Tuesday, 22, October, 2019

The anna.aero analysed the development of the low-cost market in Asia to see how the business model has advanced in the most populated part of the world.

Uzbekistan was the fourth worst in terms of low-cost airline presence after Cocos Islands, North Korea and Bhutan where there is no low-cost service. Uzbekistan recorded the smallest penetration with the business model having just a 0.1% market share of seats. The only low-cost operator in Uzbekistan in 2018 is the Kyrgyz Air Manas which offers a twice-weekly (Wednesdays and Saturdays) service from Bishkek to Tashkent.

Asian low-cost market now larger than Europe

Asia’s low-cost seat capacity has expanded at a double-digit rate since 2008, with an average year-on-year growth rate of 19% being recorded during this time. To give a little bit of context, the European low-cost market has grown at an average year-on-year rate of 9.4% during the same period. So vast is the growth in Asia, that in 2017 the market overtook Europe in terms of LCC seats being flown, with Europe offering over 467 million seats in 2017 versus 478 million in Asia. In 2016, 13.28 million more departing LCC seats were flown in Europe than in Asia.

Market share grows 18 percentage points in 10 years

The market share of low-cost airlines in Asia, in terms of seat capacity, has risen by 18 percentage points between 2008 and 2018, going from a share of just over 10% 10 years ago to 28% this year. Since 2008, the market share of all seats in Asia flown by low-cost airlines has grown on average by 1.8 percentage points per annum, eclipsing the 1.4 percentage point growth rate averaged by European LCCs in their home market. With an average 1.8 percentage point gain year-on-year, anna.aero forecasts that Asian LCCs could potentially achieve a 50% market share of all seats in Asia by 2030. This is three years behind the 2027 forecast for the European market in terms of LCC seats on that continent. By the time the LCC market reaches a 50% market share of seats in Asia, the population size of the continent is expected to grow by 8.8% from today’s level to 4.95 billion inhabitants.

IndiGo advances lead at the top but still behind AirAsia Group

IndiGo is Asia’s biggest LCC, with the carrier offering over 71.4 million seats in 2018, up by nearly 22% versus its offering last year. While Lion Air has only reported a 1.8% rise in capacity this year, choosing to add its extra capacity to its Thai Lion Air unit (up 26% in 2018), it has allowed IndiGo to open its lead at the top to 19.58 million seats, increasing from a gap between the two carriers of 7.70 million last year.

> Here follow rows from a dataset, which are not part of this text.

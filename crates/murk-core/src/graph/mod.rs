//! The Module Dependency Graph store
//!
//! An arena-backed, directed, labeled multigraph combining AST, CFG,
//! call-graph and PDG edges. The store offers exactly the capability the
//! detection engine needs — typed traversal, secondary indices, and
//! transient writes scoped to a single detection pass — and nothing of a
//! general-purpose graph database.

pub mod loader;
pub mod location;
pub mod types;
pub mod walk;

pub use loader::{load_graph, LoadError};
pub use location::{SourceLocation, SourcePosition};
pub use types::{AstRole, EdgeRelation, NodeKind, PdgRel, RefRole};
pub use walk::{EdgeSelector, Path, Walk};

use id_arena::{Arena, Id};
use std::cell::Cell;
use std::collections::{HashMap, HashSet};

pub type NodeId = Id<Node>;
pub type EdgeId = Id<Edge>;

#[derive(Debug)]
pub struct Node {
    pub id: NodeId,
    /// Stable identifier from the CSV (`Id:ID`).
    pub uid: String,
    pub kind: NodeKind,
    pub sub_type: Option<String>,
    /// `CFG_F_START` uid of the enclosing function, when known.
    pub function_context: Option<String>,
    pub identifier_name: Option<String>,
    pub raw: Option<String>,
    pub code: Option<String>,
    /// `Location` JSON as shipped by the parser; parsed on demand.
    pub location_raw: Option<String>,
    /// Derived during analysis: reachable from a taint source, or an
    /// externally visible entry. Never read from the CSV.
    pub is_exported: bool,
    out: Vec<EdgeId>,
    inc: Vec<EdgeId>,
}

impl Node {
    pub fn location(&self) -> Option<SourceLocation> {
        SourceLocation::parse(self.location_raw.as_deref())
    }

    pub fn name(&self) -> &str {
        self.identifier_name.as_deref().unwrap_or("")
    }
}

#[derive(Debug)]
pub struct Edge {
    pub id: EdgeId,
    pub from: NodeId,
    pub to: NodeId,
    pub relation: EdgeRelation,
    pub identifier_name: Option<String>,
    pub argument_index: Option<u32>,
    /// Parameter position; the parser emits `"this"` for receiver bindings.
    pub param_index: Option<String>,
    pub element_index: Option<u32>,
    /// ARG-validity flag, owned by the call-graph propagator.
    pub valid: bool,
}

impl Edge {
    pub fn name(&self) -> &str {
        self.identifier_name.as_deref().unwrap_or("")
    }

    pub fn is_wildcard(&self) -> bool {
        self.name() == "*"
    }
}

/// Attribute set for [`MdgGraph::add_node`].
#[derive(Debug, Default, Clone)]
pub struct NodeAttrs {
    pub sub_type: Option<String>,
    pub function_context: Option<String>,
    pub identifier_name: Option<String>,
    pub raw: Option<String>,
    pub code: Option<String>,
    pub location_raw: Option<String>,
}

/// Attribute set for [`MdgGraph::add_edge`].
#[derive(Debug, Default, Clone)]
pub struct EdgeAttrs {
    pub identifier_name: Option<String>,
    pub argument_index: Option<u32>,
    pub param_index: Option<String>,
    pub element_index: Option<u32>,
}

#[derive(Debug, Default)]
pub struct MdgGraph {
    nodes: Arena<Node>,
    edges: Arena<Edge>,
    uid_index: HashMap<String, NodeId>,
    kind_index: HashMap<String, Vec<NodeId>>,
    pollution_sinks: HashSet<NodeId>,
    /// Structural queries issued so far; memoization tests observe this.
    queries: Cell<u64>,
}

impl MdgGraph {
    pub fn new() -> Self {
        Self::default()
    }

    pub fn add_node(&mut self, uid: impl Into<String>, kind: NodeKind, attrs: NodeAttrs) -> NodeId {
        let uid = uid.into();
        let id = self.nodes.alloc_with_id(|id| Node {
            id,
            uid: uid.clone(),
            kind: kind.clone(),
            sub_type: attrs.sub_type,
            function_context: attrs.function_context,
            identifier_name: attrs.identifier_name,
            raw: attrs.raw,
            code: attrs.code,
            location_raw: attrs.location_raw,
            is_exported: false,
            out: Vec::new(),
            inc: Vec::new(),
        });
        self.uid_index.insert(uid, id);
        self.kind_index
            .entry(kind.as_str().to_string())
            .or_default()
            .push(id);
        id
    }

    pub fn add_edge(
        &mut self,
        from: NodeId,
        to: NodeId,
        relation: EdgeRelation,
        attrs: EdgeAttrs,
    ) -> EdgeId {
        let id = self.edges.alloc_with_id(|id| Edge {
            id,
            from,
            to,
            relation,
            identifier_name: attrs.identifier_name,
            argument_index: attrs.argument_index,
            param_index: attrs.param_index,
            element_index: attrs.element_index,
            valid: false,
        });
        self.nodes[from].out.push(id);
        self.nodes[to].inc.push(id);
        id
    }

    pub fn node(&self, id: NodeId) -> &Node {
        &self.nodes[id]
    }

    pub fn node_mut(&mut self, id: NodeId) -> &mut Node {
        &mut self.nodes[id]
    }

    pub fn edge(&self, id: EdgeId) -> &Edge {
        &self.edges[id]
    }

    pub fn edge_mut(&mut self, id: EdgeId) -> &mut Edge {
        &mut self.edges[id]
    }

    pub fn node_by_uid(&self, uid: &str) -> Option<NodeId> {
        self.uid_index.get(uid).copied()
    }

    pub fn nodes(&self) -> impl Iterator<Item = &Node> {
        self.nodes.iter().map(|(_, n)| n)
    }

    pub fn edges(&self) -> impl Iterator<Item = &Edge> {
        self.edges.iter().map(|(_, e)| e)
    }

    pub fn node_count(&self) -> usize {
        self.nodes.len()
    }

    pub fn nodes_of_kind(&self, kind: &NodeKind) -> impl Iterator<Item = NodeId> + '_ {
        self.kind_index
            .get(kind.as_str())
            .into_iter()
            .flatten()
            .copied()
    }

    pub fn outgoing(&self, node: NodeId) -> impl Iterator<Item = &Edge> {
        self.nodes[node].out.iter().map(move |&e| &self.edges[e])
    }

    pub fn incoming(&self, node: NodeId) -> impl Iterator<Item = &Edge> {
        self.nodes[node].inc.iter().map(move |&e| &self.edges[e])
    }

    /// Targets of outgoing edges satisfying `pred`.
    pub fn targets_where<'a, F>(&'a self, node: NodeId, pred: F) -> impl Iterator<Item = NodeId> + 'a
    where
        F: Fn(&Edge) -> bool + 'a,
    {
        self.outgoing(node).filter(move |e| pred(e)).map(|e| e.to)
    }

    /// Sources of incoming edges satisfying `pred`.
    pub fn sources_where<'a, F>(&'a self, node: NodeId, pred: F) -> impl Iterator<Item = NodeId> + 'a
    where
        F: Fn(&Edge) -> bool + 'a,
    {
        self.incoming(node).filter(move |e| pred(e)).map(|e| e.from)
    }

    pub fn is_pollution_sink(&self, node: NodeId) -> bool {
        self.pollution_sinks.contains(&node)
    }

    pub fn pollution_sink_count(&self) -> usize {
        self.pollution_sinks.len()
    }

    /// Transient `PARAMETER` edges currently wired into the adjacency lists.
    pub fn parameter_edge_count(&self) -> usize {
        self.nodes
            .iter()
            .flat_map(|(_, n)| n.out.iter())
            .filter(|&&e| self.edges[e].relation == EdgeRelation::Parameter)
            .count()
    }

    pub fn note_query(&self) {
        self.queries.set(self.queries.get() + 1);
    }

    pub fn query_count(&self) -> u64 {
        self.queries.get()
    }

    /// Check the linear-versioning invariant: tracing `NV` edges backward
    /// from any object must yield a simple path. Returns the ids of nodes
    /// where version chains merge.
    pub fn verify_linear_versioning(&self) -> Vec<NodeId> {
        let mut offenders = Vec::new();
        for (id, _) in self.nodes.iter() {
            let nv_preds = self
                .incoming(id)
                .filter(|e| e.relation == EdgeRelation::Pdg(PdgRel::Nv))
                .count();
            if nv_preds > 1 {
                offenders.push(id);
            }
        }
        offenders
    }
}

/// Transient graph mutation scoped to one detection pass.
///
/// The session records every `PARAMETER` edge and pollution-sink mark it
/// creates; `finish` removes all of them. Matchers must call `finish` on
/// every path out, including early returns — the persistent model never
/// contains auxiliary state.
#[derive(Debug, Default)]
pub struct ScratchSession {
    parameter_edges: Vec<EdgeId>,
    marks: Vec<NodeId>,
}

impl ScratchSession {
    pub fn begin() -> Self {
        Self::default()
    }

    /// Join every call argument to the callee parameter with the matching
    /// bound name: `arg -PARAMETER-> param`. A traversal accelerator for the
    /// cross-call pollution pattern.
    pub fn link_parameters(&mut self, graph: &mut MdgGraph) {
        let mut links: Vec<(NodeId, NodeId)> = Vec::new();
        for call in graph.nodes_of_kind(&NodeKind::PdgCall).collect::<Vec<_>>() {
            let callees: Vec<NodeId> = graph
                .targets_where(call, |e| e.relation == EdgeRelation::Cg)
                .collect();
            for arg_edge in graph.nodes[call].inc.clone() {
                let arg_edge = &graph.edges[arg_edge];
                if !matches!(arg_edge.relation, EdgeRelation::Pdg(PdgRel::Arg(_))) {
                    continue;
                }
                let arg = arg_edge.from;
                let bound_name = arg_edge.name().to_string();
                for &callee in &callees {
                    for param in graph
                        .targets_where(callee, |e| e.relation.is_ref(RefRole::Param))
                        .collect::<Vec<_>>()
                    {
                        if graph.node(param).name() == bound_name {
                            links.push((arg, param));
                        }
                    }
                }
            }
        }
        for (arg, param) in links {
            let edge =
                graph.add_edge(arg, param, EdgeRelation::Parameter, EdgeAttrs::default());
            self.parameter_edges.push(edge);
        }
    }

    pub fn mark_pollution_sinks(&mut self, graph: &mut MdgGraph, nodes: &[NodeId]) {
        for &node in nodes {
            if graph.pollution_sinks.insert(node) {
                self.marks.push(node);
            }
        }
    }

    /// Remove every transient edge and mark created by this session.
    pub fn finish(self, graph: &mut MdgGraph) {
        for edge_id in self.parameter_edges {
            let (from, to) = {
                let e = &graph.edges[edge_id];
                (e.from, e.to)
            };
            graph.nodes[from].out.retain(|&e| e != edge_id);
            graph.nodes[to].inc.retain(|&e| e != edge_id);
        }
        for mark in self.marks {
            graph.pollution_sinks.remove(&mark);
        }
    }
}

#[cfg(test)]
mod tests {
    use super::*;

    fn obj(graph: &mut MdgGraph, uid: &str, name: &str) -> NodeId {
        graph.add_node(
            uid,
            NodeKind::PdgObject,
            NodeAttrs {
                identifier_name: Some(name.to_string()),
                ..Default::default()
            },
        )
    }

    #[test]
    fn uid_index_resolves_nodes() {
        let mut graph = MdgGraph::new();
        let a = obj(&mut graph, "n1", "a");
        assert_eq!(graph.node_by_uid("n1"), Some(a));
        assert_eq!(graph.node_by_uid("n2"), None);
    }

    #[test]
    fn kind_index_partitions_nodes() {
        let mut graph = MdgGraph::new();
        obj(&mut graph, "n1", "a");
        obj(&mut graph, "n2", "b");
        graph.add_node("s1", NodeKind::TaintSink, NodeAttrs::default());

        assert_eq!(graph.nodes_of_kind(&NodeKind::PdgObject).count(), 2);
        assert_eq!(graph.nodes_of_kind(&NodeKind::TaintSink).count(), 1);
        assert_eq!(graph.nodes_of_kind(&NodeKind::PdgCall).count(), 0);
    }

    #[test]
    fn adjacency_tracks_both_directions() {
        let mut graph = MdgGraph::new();
        let a = obj(&mut graph, "n1", "a");
        let b = obj(&mut graph, "n2", "b");
        graph.add_edge(a, b, EdgeRelation::Pdg(PdgRel::Dep), EdgeAttrs::default());

        assert_eq!(graph.outgoing(a).count(), 1);
        assert_eq!(graph.incoming(b).count(), 1);
        assert_eq!(graph.outgoing(b).count(), 0);
    }

    #[test]
    fn scratch_session_cleans_parameter_edges_and_marks() {
        let mut graph = MdgGraph::new();
        let arg = obj(&mut graph, "arg", "f.x-v1");
        let call = graph.add_node("call", NodeKind::PdgCall, NodeAttrs::default());
        let func = graph.add_node("func", NodeKind::VariableDeclarator, NodeAttrs::default());
        let param = obj(&mut graph, "param", "f.x-v1");
        graph.add_edge(
            arg,
            call,
            EdgeRelation::Pdg(PdgRel::Arg("x".to_string())),
            EdgeAttrs {
                identifier_name: Some("f.x-v1".to_string()),
                ..Default::default()
            },
        );
        graph.add_edge(call, func, EdgeRelation::Cg, EdgeAttrs::default());
        graph.add_edge(
            func,
            param,
            EdgeRelation::Ref(RefRole::Param),
            EdgeAttrs::default(),
        );

        let mut scratch = ScratchSession::begin();
        scratch.link_parameters(&mut graph);
        scratch.mark_pollution_sinks(&mut graph, &[param]);
        assert_eq!(graph.parameter_edge_count(), 1);
        assert!(graph.is_pollution_sink(param));

        scratch.finish(&mut graph);
        assert_eq!(graph.parameter_edge_count(), 0);
        assert_eq!(graph.pollution_sink_count(), 0);
    }

    #[test]
    fn linear_versioning_flags_merged_chains() {
        let mut graph = MdgGraph::new();
        let v1 = obj(&mut graph, "v1", "o");
        let v2 = obj(&mut graph, "v2", "o");
        let merged = obj(&mut graph, "v3", "o");
        graph.add_edge(v1, merged, EdgeRelation::Pdg(PdgRel::Nv), EdgeAttrs::default());
        assert!(graph.verify_linear_versioning().is_empty());

        graph.add_edge(v2, merged, EdgeRelation::Pdg(PdgRel::Nv), EdgeAttrs::default());
        assert_eq!(graph.verify_linear_versioning(), vec![merged]);
    }

    #[test]
    fn query_counter_is_monotonic() {
        let graph = MdgGraph::new();
        assert_eq!(graph.query_count(), 0);
        graph.note_query();
        graph.note_query();
        assert_eq!(graph.query_count(), 2);
    }
}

Five nations already at 50% market share

When it comes to low-cost seats, India is by far Asia’s biggest country market for the business model, with the nation home to just under 23% of the region’s departing LCC seats in 2018. To put this in perspective, just over one-in-five low-cost seats departing from Asia this year will take-off from an Indian airport. While anna.aero has forecast that the LCC market share in Asia will reach 50% by 2030, five nations have already reached this barrier in 2018. These are India, the Philippines, Malaysia, Thailand and Indonesia.